Assignment: Each line of the records that holds "data" should be shown in full.

━━━ Given records

//! Generic element tree for style documents
//!
//! Style documents are small, so they are parsed fully into an owned tree
//! and searched depth-first. Namespace prefixes are dropped from element
//! names but kept on attribute keys (`xsi:type`).

use super::color::{hex_from_components, hex_from_text_components};
use super::ImportError;
use quick_xml::events::{BytesStart, Event};
use quick_xml::Reader;

/// One element of a parsed document
#[derive(Debug, Clone, PartialEq, Default)]
pub struct XmlNode {
    pub name: String,
    pub attributes: Vec<(String, String)>,
    /// Concatenated text content (trimmed segments)
    pub text: String,
    pub children: Vec<XmlNode>,
}

impl XmlNode {
    /// Parse a whole document and return its root element
    pub fn parse(document: &str) -> Result<XmlNode, ImportError> {
        let mut reader = Reader::from_str(document);
        reader.config_mut().trim_text(true);

        let mut stack: Vec<XmlNode> = Vec::new();
        let mut root: Option<XmlNode> = None;

        loop {
            match reader.read_event() {
                Ok(Event::Start(start)) => stack.push(XmlNode::from_start(&start)?),
                Ok(Event::Empty(start)) => {
                    let node = XmlNode::from_start(&start)?;
                    attach(&mut stack, &mut root, node)?;
                }
                Ok(Event::End(_)) => {
                    let node = stack.pop().ok_or_else(|| {
                        ImportError::MalformedDocument("unexpected closing tag".to_string())
                    })?;
                    attach(&mut stack, &mut root, node)?;
                }
                Ok(Event::Text(text)) => {
                    let text = text
                        .unescape()
                        .map_err(|e| ImportError::MalformedDocument(e.to_string()))?;
                    push_text(&mut stack, &text)?;
                }
                Ok(Event::CData(data)) => {
                    let text = String::from_utf8_lossy(&data).into_owned();
                    push_text(&mut stack, &text)?;
                }
                Ok(Event::Eof) => break,
                // Declarations, comments, processing instructions, doctype
                Ok(_) => {}
                Err(e) => {
                    return Err(ImportError::MalformedDocument(format!(
                        "{} (at byte {})",
                        e,
                        reader.buffer_position()
                    )))
                }
            }
        }

        if let Some(open) = stack.last() {
            return Err(ImportError::MalformedDocument(format!(
                "unclosed element <{}>",
                open.name
            )));
        }
        root.ok_or_else(|| ImportError::MalformedDocument("no root element".to_string()))
    }

    fn from_start(start: &BytesStart<'_>) -> Result<XmlNode, ImportError> {
        let name = String::from_utf8_lossy(start.local_name().as_ref()).into_owned();

        let mut attributes = Vec::new();
        for attr in start.attributes() {
            let attr = attr.map_err(|e| ImportError::MalformedDocument(e.to_string()))?;
            let key = String::from_utf8_lossy(attr.key.as_ref()).into_owned();
            let value = attr
                .unescape_value()
                .map_err(|e| ImportError::MalformedDocument(e.to_string()))?
                .into_owned();
            attributes.push((key, value));
        }

        Ok(XmlNode {
            name,
            attributes,
            ..Default::default()
        })
    }

    /// Attribute value by exact key
    pub fn attr(&self, key: &str) -> Option<&str> {
        self.attributes
            .iter()
            .find(|(k, _)| k == key)
            .map(|(_, v)| v.as_str())
    }

    /// Attribute value by key ignoring any namespace prefix
    pub fn attr_local(&self, local: &str) -> Option<&str> {
        self.attributes
            .iter()
            .find(|(k, _)| k.rsplit(':').next() == Some(local))
            .map(|(_, v)| v.as_str())
    }

    /// Non-empty text content
    pub fn text(&self) -> Option<&str> {
        let text = self.text.trim();
        (!text.is_empty()).then_some(text)
    }

    /// First direct child with the given name
    pub fn child(&self, name: &str) -> Option<&XmlNode> {
        self.children.iter().find(|c| c.name == name)
    }

    /// Text of the first direct child with the given name
    pub fn child_text(&self, name: &str) -> Option<&str> {
        self.child(name).and_then(XmlNode::text)
    }

    /// Depth-first (pre-order) search, including `self`
    pub fn find_first(&self, predicate: impl Fn(&XmlNode) -> bool) -> Option<&XmlNode> {
        self.find_first_dyn(&predicate)
    }

    fn find_first_dyn(&self, predicate: &dyn Fn(&XmlNode) -> bool) -> Option<&XmlNode> {
        if predicate(self) {
            return Some(self);
        }
        self.children.iter().find_map(|c| c.find_first_dyn(predicate))
    }

    /// Depth-first search below `self`
    pub fn find_descendant(&self, predicate: impl Fn(&XmlNode) -> bool) -> Option<&XmlNode> {
        self.children.iter().find_map(|c| c.find_first_dyn(&predicate))
    }

    /// Every matching node in document order, including `self`
    pub fn find_all(&self, predicate: impl Fn(&XmlNode) -> bool) -> Vec<&XmlNode> {
        let mut found = Vec::new();
        self.collect_matching(&predicate, &mut found);
        found
    }

    fn collect_matching<'a>(&'a self, predicate: &dyn Fn(&XmlNode) -> bool, out: &mut Vec<&'a XmlNode>) {
        if predicate(self) {
            out.push(self);
        }
        for child in &self.children {
            child.collect_matching(predicate, out);
        }
    }

    /// Key/value pairs carried directly by this node's children
    ///
    /// Recognized forms: `<prop k v>`, `<Option name value>` (unnamed or
    /// valueless `Option` maps are flattened), RGB color nodes (as hex),
    /// and leaf elements with text.
    pub fn properties(&self) -> Vec<(String, String)> {
        let mut props = Vec::new();
        for child in &self.children {
            child.collect_property(&mut props);
        }
        props
    }

    fn collect_property(&self, out: &mut Vec<(String, String)>) {
        match self.name.as_str() {
            "prop" => {
                if let (Some(k), Some(v)) = (self.attr("k"), self.attr("v")) {
                    out.push((k.to_string(), v.to_string()));
                }
            }
            "Option" => match (self.attr("name"), self.attr("value")) {
                (Some(name), Some(value)) => out.push((name.to_string(), value.to_string())),
                _ => {
                    for child in &self.children {
                        child.collect_property(out);
                    }
                }
            },
            _ => {
                if let Some(hex) = self.rgb_hex() {
                    out.push((self.name.clone(), hex));
                } else if self.children.is_empty() {
                    if let Some(text) = self.text() {
                        out.push((self.name.clone(), text.to_string()));
                    }
                }
            }
        }
    }

    /// Properties of this node and of every descendant `descend` admits
    pub fn subtree_properties(&self, descend: &dyn Fn(&XmlNode) -> bool) -> Vec<(String, String)> {
        let mut props = self.properties();
        for child in &self.children {
            if !child.is_property_carrier() && descend(child) {
                props.extend(child.subtree_properties(descend));
            }
        }
        props
    }

    /// Nodes consumed whole by `properties()`
    fn is_property_carrier(&self) -> bool {
        self.children.is_empty()
            || self.name == "prop"
            || self.name == "Option"
            || self.is_rgb_node()
    }

    fn is_rgb_node(&self) -> bool {
        self.name.ends_with("RGBColor")
            || self
                .attr_local("type")
                .map_or(false, |t| t.ends_with("RGBColor"))
    }

    /// Hex color of an ArcGIS RGB node
    ///
    /// Components come from `<R>/<G>/<B>` children or from the first three
    /// `<Double>` entries of a `<Values>` child.
    pub fn rgb_hex(&self) -> Option<String> {
        if !self.is_rgb_node() {
            return None;
        }

        let named = ["R", "G", "B"].map(|c| self.child_text(c));
        if let [Some(r), Some(g), Some(b)] = named {
            return hex_from_text_components(&[r, g, b]);
        }

        let values: Vec<f64> = self
            .child("Values")?
            .children
            .iter()
            .filter_map(|v| v.text()?.parse::<f64>().ok())
            .collect();
        match values.as_slice() {
            [r, g, b, ..] => Some(hex_from_components(*r, *g, *b)),
            _ => None,
        }
    }
}

fn attach(stack: &mut [XmlNode], root: &mut Option<XmlNode>, node: XmlNode) -> Result<(), ImportError> {
    match stack.last_mut() {
        Some(parent) => parent.children.push(node),
        None if root.is_none() => *root = Some(node),
        None => {
            return Err(ImportError::MalformedDocument(format!(
                "multiple root elements (second is <{}>)",
                node.name
            )))
        }
    }
    Ok(())
}

fn push_text(stack: &mut [XmlNode], text: &str) -> Result<(), ImportError> {
    match stack.last_mut() {
        Some(node) => {
            if !node.text.is_empty() {
                node.text.push(' ');
            }
            node.text.push_str(text.trim());
            Ok(())
        }
        None if text.trim().is_empty() => Ok(()),
        None => Err(ImportError::MalformedDocument(
            "text outside the root element".to_string(),
        )),
    }
}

━━━━━━

Solution below:
                Ok(Event::CData(data)) => {
                    let text = String::from_utf8_lossy(&data).into_owned();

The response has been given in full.